Your body is covered with microbes, inside and out. It might sound gross, but this is perfectly normal. Our bacterial cells far outnumber our human cells and research is showing that the more diverse those bacterial cells, the healthier we are. Here are some of the most common microorganisms that reside on our skin:

Propionibacteria are the most prevalent on sebaceous, or oily skin, such as nostrils, scalp, upper chest and back. They are lipophilic anaerobes, decomposing oily sebum secreted by our glands to produce propionic acid. Although they are present in infants and babies, they become more prevalent around the onset of puberty, as the sebaceous glands increase their output. One of the bacterial strains, Propionibacterium acnes, is thought to be responsible for inflammation of the glands that can lead to acne.

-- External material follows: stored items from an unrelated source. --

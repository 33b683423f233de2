use std::path::PathBuf;

use nfssgen_core::config::Config;
use nfssgen_core::explode::{series_code, shape_code, FamilyKey};
use nfssgen_core::pipeline::Pipeline;
use nfssgen_core::record::FontAttributes;
use nfssgen_core::tokens::TokenList;

fn minion(name: &str, subfamily: &str, features: &[&str]) -> FontAttributes {
    FontAttributes {
        postscript_name: name.to_string(),
        filename: PathBuf::from(format!("/fonts/{name}.otf")),
        family: "Minion Pro".to_string(),
        subfamily: subfamily.to_string(),
        vendor_url: Some("http://www.adobe.com/type/".to_string()),
        features: features.iter().map(|f| f.to_string()).collect(),
        optical_size: None,
    }
}

fn grammar(config: &mut Config, groups: &[&[&str]]) {
    config.option_groups = groups
        .iter()
        .map(|g| g.iter().map(|t| t.to_string()).collect())
        .collect();
}

#[test]
fn minion_regular_with_oldstyle_and_small_caps() {
    let mut config = Config::default();
    grammar(&mut config, &[&["kern"], &["liga"], &["lnum", "onum"], &["smcp", ""]]);
    let mut pipeline = Pipeline::new(config).expect("pipeline");
    pipeline.add_attributes(minion("MinionPro-Regular", "Regular", &["kern", "liga", "onum", "smcp"]));

    assert_eq!(pipeline.explode().expect("explode"), 2);

    let leaves: Vec<_> = pipeline.exploded().iter().collect();
    assert_eq!(leaves.len(), 2);
    for (key, _) in &leaves {
        assert_eq!(key.family, FamilyKey::with_options("Minion Pro", ["onum"]));
        assert_eq!(key.series, "m");
        assert_eq!(key.optical, None);
    }

    let (normal_key, normal) = leaves[0];
    assert_eq!(normal_key.shape, "n");
    assert_eq!(normal.font_name, "LY1-MinionPro-Regular-onum-kern-liga");
    assert_eq!(normal.cmdline_options(), "-fonum -fkern -fliga ");

    let (caps_key, caps) = leaves[1];
    assert_eq!(caps_key.shape, "sc");
    assert_eq!(caps.font_name, "LY1-MinionPro-Regular-onum-kern-liga-smcp");
    assert_eq!(caps.vendor, "adobe");
}

#[test]
fn bold_extended_is_bx_and_regular_variant_is_n() {
    let config = Config::default();
    let weight: TokenList = ["bold"].into_iter().collect();
    let width: TokenList = ["extended"].into_iter().collect();
    assert_eq!(series_code(&weight, &width, &config).expect("series"), "bx");

    let regular: TokenList = ["regular"].into_iter().collect();
    assert_eq!(series_code(&regular, &regular, &config).expect("series"), "m");
    assert_eq!(shape_code(&regular, &config).expect("shape"), "n");
}

#[test]
fn italic_small_caps_uses_the_si_shape() {
    let config = Config::default();
    let variant: TokenList = ["italic", "smcp"].into_iter().collect();
    let shape = shape_code(&variant, &config).expect("shape");
    assert!(shape.starts_with("si"));
    assert!(!shape.contains("it"));
    assert!(!shape.contains("sc"));

    let mut pipeline = Pipeline::new(Config::default()).expect("pipeline");
    pipeline.add_attributes(minion("MinionPro-It", "Italic", &["kern", "liga", "onum", "smcp"]));
    pipeline.explode().expect("explode");
    let shapes: Vec<&str> = pipeline
        .exploded()
        .iter()
        .map(|(k, _)| k.shape.as_str())
        .collect();
    assert_eq!(shapes, vec!["it", "si"]);
}

#[test]
fn synthetic_numerals_are_invisible_but_keep_fonts_processable() {
    let mut config = Config::default();
    grammar(&mut config, &[&["lnum", "onum", "fakenum"]]);
    let mut pipeline = Pipeline::new(config).expect("pipeline");
    pipeline.add_attributes(minion("MinionPro-Bold", "Bold", &["kern", "liga"]));

    assert_eq!(pipeline.explode().expect("explode"), 1);
    let (key, font) = pipeline.exploded().iter().next().expect("one leaf");
    assert_eq!(key.family, FamilyKey::new("Minion Pro"));
    assert_eq!(key.series, "b");
    assert_eq!(key.shape, "n");
    assert_eq!(font.font_name, "LY1-MinionPro-Bold");
    assert!(font.options.is_empty());
    assert_eq!(font.cmdline_options(), "");
}

#[test]
fn later_font_with_the_same_key_overwrites_the_leaf() {
    let mut pipeline = Pipeline::new(Config::default()).expect("pipeline");
    pipeline.add_attributes(minion("MinionPro-Regular", "Regular", &["kern", "liga", "lnum"]));
    pipeline.add_attributes(minion("MinionPro-Display", "Regular", &["kern", "liga", "lnum"]));

    pipeline.explode().expect("explode");
    let exploded = pipeline.exploded();
    assert_eq!(exploded.len(), 1);
    let (_, font) = exploded.iter().next().expect("leaf");
    assert_eq!(font.source, "MinionPro-Display");

    let collisions = exploded.collisions();
    assert_eq!(collisions.len(), 1);
    assert_eq!(collisions[0].replaced, "MinionPro-Regular");
    assert_eq!(collisions[0].replacement, "MinionPro-Display");
}

#[test]
fn missing_code_aborts_the_run() {
    let mut config = Config::default();
    config.codes.remove("semibold");
    let mut pipeline = Pipeline::new(config).expect("pipeline");
    pipeline.add_attributes(minion("MinionPro-Semibold", "Semibold", &["kern", "liga", "onum"]));

    let err = pipeline.explode().unwrap_err();
    assert!(err.to_string().contains("'semibold'"));
}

Staphylococci have their name derived from Greek word for grape, as their colonies resemble grape clusters. They reside predominantly in the moist areas of the body, such as the armpit, the elbow crease, etc. As aerobic bacteria, they produce lactic acid that lowers the pH of the skin and controls growth of other microorganisms. They are particularly prevalent on the skin of babies and infants, their relative abundance decreasing with age. While normally harmless, certain species of staphylococci, such as S. aureus, can act as human pathogens. Methicilin-resistant S. aureus (MRSA) infections are a difficult public health problem in hospitals and beyond.

Corynebacteria are rod-shaped and mostly innocuous. They also prefer moist environments, such as the navel or back of the knee. They grow slowly, even when food is abundant.

Betaproteobacteria are a diverse group, which includes Nitrosomonas, currently excluded from human skin. They are the most prevalent group in dry areas such as the forearms. These bacteria are also the bacteria that dog owners have the most in common with their dogs Malassezia are actually fungi and get an honorable mention. They are found on our skin in large quantities and are typically harmless. However, certain species can cause dandruff or skin discoloration.